Attendance at their funerals was low, Tabakh said: “Everyone is busy with their own issues.”

The United Nations migration agency said Friday it had sent 14 truckloads of humanitarian aid to opposition-held Idlib, the second such delivery since the earthquake. In Jindris, the only visible aid distribution came from local charities – plastic bags of food and blankets piled on flatbed trucks.

The death toll in northwest Syria is more than 2,000, a far cry from the 20,000 dead in Turkey. But there are still many buildings to comb through, and many people are still missing.

Rescue workers and residents were painfully aware that the only equipment at their disposal – mostly battered shovels and bulldozers – were sometimes hurting the people they were trying to save. How can you use these to perform such delicate operations? You can not. “Impossible,” said a member of the White Helmets civil defense force in the area. “People died there because we don’t have the equipment.”

The director of the White Helmets, Raed Saleh, said on Friday that international aid, when it does arrive, will come too late to help find survivors, and will go toward clearing demolished buildings.

Sanitation facilities in the area were hanging by a thread long before Monday’s quake. Assad’s forces and their Russian allies have systematically bombed health facilities, forcing hospitals to operate underground as doctors flee. Monday morning’s tidal wave pushed the remaining facilities to breaking point. In the town of Afrin, doctors estimate that about 70 percent of the patients they have seen have come from Jenderes.

“We had to refer several of them for amputations,” said emergency nurse Ahmed Saqer, 53, by phone. Without support, one of his colleagues said, his team was exhausted – survivors and saviors at the same time.

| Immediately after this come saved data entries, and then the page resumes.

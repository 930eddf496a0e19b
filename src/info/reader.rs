use crate::{Result, error::malformed_binary_error};
use byteorder::{BigEndian, LittleEndian, ReadBytesExt};
use std::io::{Read, Seek, SeekFrom};

#[derive(Debug, Clone, Copy, PartialEq, Eq)]
pub(crate) enum Endian {
    Little,
    Big,
}

/// A seekable byte source whose every access is bounded by the file length.
pub(crate) struct Stream<R> {
    inner: R,
    len: u64,
    endian: Endian,
}

impl<R: Read + Seek> Stream<R> {
    pub(crate) fn new(mut inner: R) -> Result<Self> {
        let len = inner.seek(SeekFrom::End(0))?;
        inner.seek(SeekFrom::Start(0))?;
        Ok(Stream {
            inner,
            len,
            endian: Endian::Little,
        })
    }

    #[inline]
    pub(crate) fn len(&self) -> u64 {
        self.len
    }

    #[inline]
    pub(crate) fn set_endian(&mut self, endian: Endian) {
        self.endian = endian;
    }

    /// Fails unless `size` bytes starting at `offset` lie inside the file.
    pub(crate) fn check_range(&self, offset: u64, size: u64, what: &str) -> Result<()> {
        match offset.checked_add(size) {
            Some(end) if end <= self.len => Ok(()),
            _ => Err(malformed_binary_error(format!(
                "{what} at {offset:#x} (+{size:#x}) is outside the file"
            ))),
        }
    }

    pub(crate) fn seek(&mut self, offset: u64) -> Result<()> {
        if offset > self.len {
            return Err(malformed_binary_error(format!(
                "offset {offset:#x} is past the end of the file"
            )));
        }
        self.inner.seek(SeekFrom::Start(offset))?;
        Ok(())
    }

    /// Reads up to `max` bytes from the start of the file. Shorter files give a shorter prefix.
    pub(crate) fn prefix(&mut self, max: usize) -> Result<Vec<u8>> {
        let take = self.len.min(max as u64) as usize;
        self.seek(0)?;
        let mut buf = vec![0; take];
        self.inner.read_exact(&mut buf)?;
        Ok(buf)
    }

    pub(crate) fn bytes<const N: usize>(&mut self) -> Result<[u8; N]> {
        let mut buf = [0; N];
        self.inner.read_exact(&mut buf)?;
        Ok(buf)
    }

    #[inline]
    pub(crate) fn u8(&mut self) -> Result<u8> {
        Ok(self.inner.read_u8()?)
    }

    pub(crate) fn u16(&mut self) -> Result<u16> {
        Ok(match self.endian {
            Endian::Little => self.inner.read_u16::<LittleEndian>()?,
            Endian::Big => self.inner.read_u16::<BigEndian>()?,
        })
    }

    pub(crate) fn u32(&mut self) -> Result<u32> {
        Ok(match self.endian {
            Endian::Little => self.inner.read_u32::<LittleEndian>()?,
            Endian::Big => self.inner.read_u32::<BigEndian>()?,
        })
    }

    pub(crate) fn u64(&mut self) -> Result<u64> {
        Ok(match self.endian {
            Endian::Little => self.inner.read_u64::<LittleEndian>()?,
            Endian::Big => self.inner.read_u64::<BigEndian>()?,
        })
    }

    /// An address-sized field: 8 bytes in 64-bit images, 4 bytes otherwise.
    #[inline]
    pub(crate) fn word(&mut self, wide: bool) -> Result<u64> {
        if wide {
            self.u64()
        } else {
            self.u32().map(u64::from)
        }
    }

    /// Reads the nul-terminated string at `offset`. The terminator must appear before `end`.
    pub(crate) fn c_string_at(&mut self, offset: u64, end: u64) -> Result<String> {
        let end = end.min(self.len);
        if offset >= end {
            return Err(malformed_binary_error(format!(
                "string offset {offset:#x} is outside its table"
            )));
        }
        self.seek(offset)?;
        let mut buf = Vec::new();
        for _ in offset..end {
            match self.u8()? {
                0 => return Ok(String::from_utf8_lossy(&buf).into_owned()),
                byte => buf.push(byte),
            }
        }
        Err(malformed_binary_error(format!(
            "string at {offset:#x} is not terminated"
        )))
    }
}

They need a break. Everyone does.

As darkness fell and the temperature dropped towards the cold, the surviving residents took up residence in the olive groves, some now homeless, others fearful that their homes might collapse. By nightfall, the fires they were burning from olive branches were the only light they had left.

Sloan George in Jenderes, Mustafa Salim in Baghdad, and Claire Parker in Washington contributed to this report.